WHAT TO WORK ON.
What lines in the records include the string "panic"? Return each one.
-- RECORDS FOR THE EXERCISE follows --
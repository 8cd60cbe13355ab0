//! Outbound requests to remote servers.
//!
//! Many logical [`Request`]s to one remote are carried over a few pooled
//! connections ("links"). Each submitted request gets a tag: its place in one
//! link's pipeline. Requests on a link are written one after another and
//! their responses are read back strictly in the order they were written.

mod error;
pub use error::*;

pub mod config;
pub use config::RemoteConfig;

mod host;
pub use host::*;

mod connector;
pub use connector::*;

mod request;
pub use request::*;

mod tag;
pub use tag::{TagId, TagState};

mod peer;
pub use peer::Peer;

mod link;

mod remote;
pub use remote::*;
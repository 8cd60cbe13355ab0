use std::io;
use thiserror::Error;

/// An error raised by a [`Socket`](crate::Socket) operation.
///
/// I/O errors which don't map to one of the specific transport conditions are
/// kept as their display string so that the error can be cloned and handed to
/// every request that was waiting on the same connection.
#[derive(Clone, Debug, Error, PartialEq, Eq)]
pub enum SocketError {
    #[error("End of stream")]
    Eof,
    #[error("Operation timed out")]
    Timeout,
    #[error("Operation canceled")]
    Canceled,
    #[error("Socket not connected")]
    NotConnected,
    #[error("Connection reset by peer")]
    Reset,
    #[error("I/O error: {0}")]
    Io(String),
}

impl SocketError {
    /// Whether this error describes the state of the transport, as opposed to a
    /// failure of the local machinery. Callers may retry these on a fresh
    /// connection.
    pub fn is_transport(&self) -> bool {
        !matches!(self, Self::Io(_))
    }
}

impl From<io::Error> for SocketError {
    fn from(e: io::Error) -> Self {
        match e.kind() {
            io::ErrorKind::UnexpectedEof => Self::Eof,
            io::ErrorKind::TimedOut => Self::Timeout,
            io::ErrorKind::NotConnected => Self::NotConnected,
            io::ErrorKind::ConnectionReset
            | io::ErrorKind::ConnectionAborted
            | io::ErrorKind::BrokenPipe => Self::Reset,
            _ => Self::Io(e.to_string()),
        }
    }
}

impl From<tokio::time::error::Elapsed> for SocketError {
    fn from(_: tokio::time::error::Elapsed) -> Self {
        Self::Timeout
    }
}

/// An error observed by a task at one of its suspension points.
#[derive(Clone, Debug, Error, PartialEq, Eq)]
pub enum TaskError {
    #[error("Task interrupted")]
    Interrupted,
    #[error("Task pool is shutting down")]
    Shutdown,
    #[error("Task failed: {0}")]
    Failed(String),
}

/// Report a broken internal invariant.
///
/// Builds with the `debug` feature treat this as fatal; otherwise the
/// violation is logged and the caller carries on.
#[track_caller]
pub fn invariant_violation(what: &str) {
    let location = std::panic::Location::caller();
    tracing::error!("Invariant violation at {}: {}", location, what);

    if cfg!(feature = "debug") {
        panic!("Invariant violation: {}", what);
    }
}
-- RECORDS FOR THE EXERCISE concluded --
RESPONSE BELOW.
    let location = std::panic::Location::caller();
        panic!("Invariant violation: {}", what);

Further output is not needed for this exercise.